If a system of health care firmly built on a foundation of primary care is the most effective way to provide excellent, broad-based services at a reasonable cost to the entire population--disadvantaged and not disadvantaged--reversal of the erosion in our system of primary care training and practice is essential. Improving the status and opportunities for primary care teaching in medical schools is important. Augmenting the reimbursement for primary care services as proposed under the resource-based relative value scale (RBRVS) is critical, as is a general strengthening of the continuum of primary care teaching, training and practice.

The Health Resources and Services Administration of the Public Health Service is developing an overall strategy to focus attention on the primary care needs of the nation and to increase efforts to fulfill these needs. The following interrelated concepts may help to bolster primary care:

National Health Service Corps. The scholarship and loan repayment program of the National Health Service Crops could be revitalized to target the hardest-to-staff underserved areas.

Minority health professionals. Continued emphasis in federal funding could be placed on programs aimed at preparing and training health professionals from minority and disadvantaged backgrounds.

Primary care research. Research in primary care could be expanded, funded principally by the Agency for Health Care Policy and Research.

Primary care training. A priority could be placed on programs for primary care graduate medical education that provide explicit preparation for work with underserved populations.

Service-linked education programs. Service-linked education programs, such as area health education centers, geriatric education centers and AIDS education and training centers, could continue, with increased emphasis on program training activities dedicated to primary care providers for work with underserved populations.

Nonphysician providers. Support could be given to nonphysician providers in the delivery of primary care services, and the roles of these providers could be more clearly delineated.

Public health practice. Training for public health practice could link the work of public health practitioners to the provision of primary care services.

Health Care Financing Administration. HCFA, in its administration of the Medicare trust fund, will spend $4.7 billion on graduate medical education in 1991. Despite recent efforts of HCFA to increase reimbursement for primary care training, this money is policy-neutral and does nothing to address the erosion of primary care. A collaborative undertaking between HCFA and the Public Health Service in support of primary care training activities could bring an important new emphasis and source of support for efforts to improve primary care teaching, training and practice.

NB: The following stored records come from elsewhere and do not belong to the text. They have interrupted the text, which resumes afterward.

impl Engine {
    /// 迭代加深搜索驱动
    ///
    /// 从深度 1 逐层加深到 `max_depth`，每层用上一层分数两侧
    /// 各 50 的期望窗口先搜，失败则同层全窗口重搜。
    /// 发布的走法永远来自完整完成的一层，深度 1 不受时间限制约束，
    /// 保证至少有一个合法走法可以返回。
    pub fn search(&mut self, board: &mut Board, limits: &SearchLimits) -> SearchOutcome {
        let start = Instant::now();
        self.stopped = false;
        self.deadline = limits.time_limit.map(|t| start + t);
        self.stop_flag = limits.stop.clone();
        self.stats = SearchStats::default();
        self.tt.new_search();

        let mut best_move = None;
        let mut best_score = -INFINITY;
        let mut completed_depth = 0u32;

        let max_depth = limits.max_depth.max(1) as i32;
        for depth in 1..=max_depth {
            if depth > 1 && self.should_stop() {
                break;
            }

            let (alpha, beta) = if depth <= 1 {
                (-INFINITY, INFINITY)
            } else {
                (best_score - ASPIRATION_WINDOW, best_score + ASPIRATION_WINDOW)
            };

            let (mut score, mut mv) = self.search_root(board, depth, alpha, beta);

            if !self.stopped && (score <= alpha || score >= beta) {
                log::debug!(
                    "深度 {} 分数 {} 超出期望窗口 [{}, {}]，全窗口重搜",
                    depth, score, alpha, beta
                );
                let (full_score, full_move) = self.search_root(board, depth, -INFINITY, INFINITY);
                score = full_score;
                mv = full_move;
            }

            if self.stopped {
                break;
            }

            best_score = score;
            best_move = mv;
            completed_depth = depth as u32;
            log::debug!(
                "深度 {} 完成: 分数 {}, 最佳 {:?}, 节点 {}",
                depth, score, mv, self.stats.nodes
            );

            // 无合法走法，加深没有意义
            if mv.is_none() {
                break;
            }
        }

        self.stats.elapsed = start.elapsed();
        log::info!(
            "搜索完成: 深度 {}, 分数 {}, 节点 {} (+{} 静态), 用时 {:?}",
            completed_depth, best_score, self.stats.nodes, self.stats.qnodes, self.stats.elapsed
        );

        SearchOutcome {
            best_move,
            score: best_score,
            depth: completed_depth,
            stats: self.stats,
        }
    }

    /// 根节点搜索
    ///
    /// 与内部节点的区别：置换表只用于排序提示不做截断，
    /// 并显式跟踪最佳走法而不只是分数。
    fn search_root(
        &mut self,
        board: &mut Board,
        depth: i32,
        mut alpha: i32,
        beta: i32,
    ) -> (i32, Option<Move>) {
        let side = board.current_turn();
        let mut moves = board.legal_moves(side);
        if moves.is_empty() {
            return (-MATE_SCORE, None);
        }

        let hash_key = zobrist::hash_board(board);
        let tt_move = self.tt.probe(hash_key).and_then(|e| e.best_move);
        self.orderer.order_moves(board, &mut moves, 0, tt_move);

        let alpha_orig = alpha;
        let mut best_move = moves[0];
        let mut best_score = -INFINITY;

        for (i, &mv) in moves.iter().enumerate() {
            if self.stopped {
                break;
            }

            let is_quiet = board.get_piece(mv.to).is_none();
            let is_killer = self.orderer.is_killer(0, mv);
            let captured = board.make_move(mv);
            let score = if i == 0 {
                -self.alpha_beta(board, depth - 1, -beta, -alpha, 1, true)
            } else {
                self.pvs_later_move(board, depth, alpha, beta, 1, i, is_quiet, is_killer)
            };
            board.undo_move(mv, captured);

            if self.stopped {
                break;
            }

            if score > best_score {
                best_score = score;
                best_move = mv;
            }
            if score > alpha {
                alpha = score;
            }
            if alpha >= beta {
                break;
            }
        }

        if !self.stopped {
            let bound = if best_score >= beta {
                Bound::Lower
            } else if best_score <= alpha_orig {
                Bound::Upper
            } else {
                Bound::Exact
            };
            self.tt.store(hash_key, depth, best_score, bound, Some(best_move));
        }

        (best_score, Some(best_move))
    }

    /// 内部节点的递归 Alpha-Beta
    pub(crate) fn alpha_beta(
        &mut self,
        board: &mut Board,
        depth: i32,
        mut alpha: i32,
        mut beta: i32,
        ply: i32,
        null_allowed: bool,
    ) -> i32 {
        self.stats.nodes += 1;
        if self.stats.nodes % TIME_CHECK_INTERVAL == 0 {
            self.should_stop();
        }
        if self.stopped {
            return 0;
        }

        // 杀棋距离裁剪：更近的杀棋已经找到时收窄窗口
        alpha = alpha.max(-MATE_SCORE + ply);
        beta = beta.min(MATE_SCORE - ply);
        if alpha >= beta {
            return alpha;
        }

        let alpha_orig = alpha;

        let hash_key = zobrist::hash_board(board);
        let mut tt_move = None;
        if let Some(entry) = self.tt.probe(hash_key) {
            self.stats.tt_hits += 1;
            tt_move = entry.best_move;

            if entry.depth >= depth {
                // 杀棋分数是相对根的，按当前 ply 调整
                let mut score = entry.score;
                if score > MATE_THRESHOLD {
                    score -= ply;
                } else if score < -MATE_THRESHOLD {
                    score += ply;
                }

                match entry.bound {
                    Bound::Exact => {
                        self.stats.tt_cutoffs += 1;
                        return score;
                    }
                    Bound::Upper if score <= alpha => {
                        self.stats.tt_cutoffs += 1;
                        return alpha;
                    }
                    Bound::Lower if score >= beta => {
                        self.stats.tt_cutoffs += 1;
                        return beta;
                    }
                    _ => {}
                }
            }
        }

        let side = board.current_turn();

        // 残缺局面（缺将帅）按已分胜负处理，不让它进入评估
        if board.find_king(side).is_none() {
            return -MATE_SCORE + ply;
        }
        if board.find_king(side.opposite()).is_none() {
            return MATE_SCORE - ply;
        }

        let in_check = board.is_in_check(side);
        let mut moves = board.legal_moves(side);
        if moves.is_empty() {
            // 将死或困毙
            return if in_check { -MATE_SCORE + ply } else { 0 };
        }

        if depth <= 0 {
            return self.quiescence(board, alpha, beta);
        }

        // 空着裁剪：让对方连走一步仍够不到 beta 时直接截断
        if null_allowed && depth >= 3 && !in_check {
            let reduction = 3 + depth / 4;
            board.set_turn(side.opposite());
            let score =
                -self.alpha_beta(board, depth - 1 - reduction, -beta, -beta + 1, ply + 1, false);
            board.set_turn(side);
            if self.stopped {
                return 0;
            }
            if score >= beta {
                self.stats.null_cutoffs += 1;
                return beta;
            }
        }

        self.orderer
            .order_moves(board, &mut moves, ply as usize, tt_move);

        let mut best_move = moves[0];
        let mut best_score = -INFINITY;
        let mut tried_quiets: Vec<Move> = Vec::new();

        for (i, &mv) in moves.iter().enumerate() {
            let is_quiet = board.get_piece(mv.to).is_none();
            let is_killer = self.orderer.is_killer(ply as usize, mv);
            let captured = board.make_move(mv);
            let score = if i == 0 {
                -self.alpha_beta(board, depth - 1, -beta, -alpha, ply + 1, true)
            } else {
                self.pvs_later_move(board, depth, alpha, beta, ply + 1, i, is_quiet, is_killer)
            };
            board.undo_move(mv, captured);

            if self.stopped {
                return 0;
            }

            if score > best_score {
                best_score = score;
                best_move = mv;
            }
            if score > alpha {
                alpha = score;
            }
            if alpha >= beta {
                // 安静走法造成截断：记为杀手并奖励历史，
                // 之前试过的安静走法得到负调整
                if is_quiet {
                    self.orderer.update_killers(ply as usize, mv);
                    self.orderer.update_history(board, mv, depth, true);
                    for &quiet in &tried_quiets {
                        self.orderer.update_history(board, quiet, depth, false);
                    }
                }
                break;
            }
            if is_quiet {
                tried_quiets.push(mv);
            }
        }

        let bound = if best_score >= beta {
            Bound::Lower
        } else if best_score <= alpha_orig {
            Bound::Upper
        } else {
            Bound::Exact
        };
        self.tt.store(hash_key, depth, best_score, bound, Some(best_move));

        best_score
    }

    /// PVS 对后续走法的搜索：先带 LMR 的零窗口，失败则逐级重搜
    ///
    /// 调用时走法已经执行在棋盘上。
    #[allow(clippy::too_many_arguments)]
    fn pvs_later_move(
        &mut self,
        board: &mut Board,
        depth: i32,
        alpha: i32,
        beta: i32,
        child_ply: i32,
        move_index: usize,
        is_quiet: bool,
        is_killer: bool,
    ) -> i32 {
        let mut reduction = 0;
        if is_quiet && !is_killer && move_index >= 4 && depth >= 3 {
            reduction = lmr_reduction(depth, move_index);
            if reduction > 0 {
                self.stats.lmr_reductions += 1;
            }
        }

        let mut score = -self.alpha_beta(
            board,
            depth - 1 - reduction,
            -alpha - 1,
            -alpha,
            child_ply,
            true,
        );

        // 缩减深度下超出 alpha：先以全深度零窗口确认
        if score > alpha && reduction > 0 {
            score = -self.alpha_beta(board, depth - 1, -alpha - 1, -alpha, child_ply, true);
        }
        // 确认超出 alpha 且未破 beta：全窗口重搜取精确值
        if score > alpha && score < beta {
            score = -self.alpha_beta(board, depth - 1, -beta, -alpha, child_ply, true);
        }

        score
    }

    /// 静态搜索：只扩展吃子走法，消除水平线效应
    fn quiescence(&mut self, board: &mut Board, mut alpha: i32, beta: i32) -> i32 {
        self.stats.qnodes += 1;

        let side = board.current_turn();
        let stand_pat = self.evaluator.evaluate(board, side);

        if stand_pat >= beta {
            return beta;
        }
        if stand_pat > alpha {
            alpha = stand_pat;
        }

        let mut moves = board.capture_moves(side);
        MoveOrderer::order_captures(board, &mut moves);

        for mv in moves {
            // delta 裁剪：吃到也追不上 alpha 的交换不展开
            if let Some(victim) = board.get_piece(mv.to) {
                if stand_pat + victim.kind.value() + DELTA_MARGIN < alpha {
                    continue;
                }
            }

            let captured = board.make_move(mv);
            let score = -self.quiescence(board, -beta, -alpha);
            board.undo_move(mv, captured);

            if score >= beta {
                return beta;
            }
            if score > alpha {
                alpha = score;
            }
        }

        alpha
    }

    /// 检查时间限制与取消标志，触发则置位 stopped
    fn should_stop(&mut self) -> bool {
        if self.stopped {
            return true;
        }
        if let Some(flag) = &self.stop_flag {
            if flag.load(AtomicOrdering::Relaxed) {
                self.stopped = true;
                return true;
            }
        }
        if let Some(deadline) = self.deadline {
            if Instant::now() >= deadline {
                self.stopped = true;
                return true;
            }
        }
        false
    }
}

To achieve these goals, the primary care community needs an organizational means that will enable family medicine, general internal medicine, general pediatrics, nurse practitioners and nurse midwives to talk to one another and speak to the world as a whole on certain key, common issues. Without a potent and unified voice from the primary care education and practice communities, efforts to improve access to health care will be far less effective. A common forum for discussing ideas and voicing opinions would be an enourmous step toward strengthening family medicine and primary care as a whole. The time for such a forum has come; let us hope it can become a reality.

REFERENCES

[1] AAMC Data Book. Washington, D.C.: Association of American Medical Colleges, 1990.

[2] National Resident Matching Program (U.S.) NRMP data. Evanston, Ill.: National Resident Matching Program, 1991.

[3] Barnett PG, Midtling JE. Public policy and the supply of primary care physicians. JAMA 1989;262:2864-8.

[4] States' assessment of health personnel shortages: issues and concerns. Hyattsville, Md.: U.S. Department of Health and Human Services, 1990; DHHS publication no. HRC-P-OD 90-6.

[5] U.S. Department of Health and Human Services. HRSA's long range action plan: report on access to primary care for all. Report to the Assistant Secretary for Health, June 7, 1990.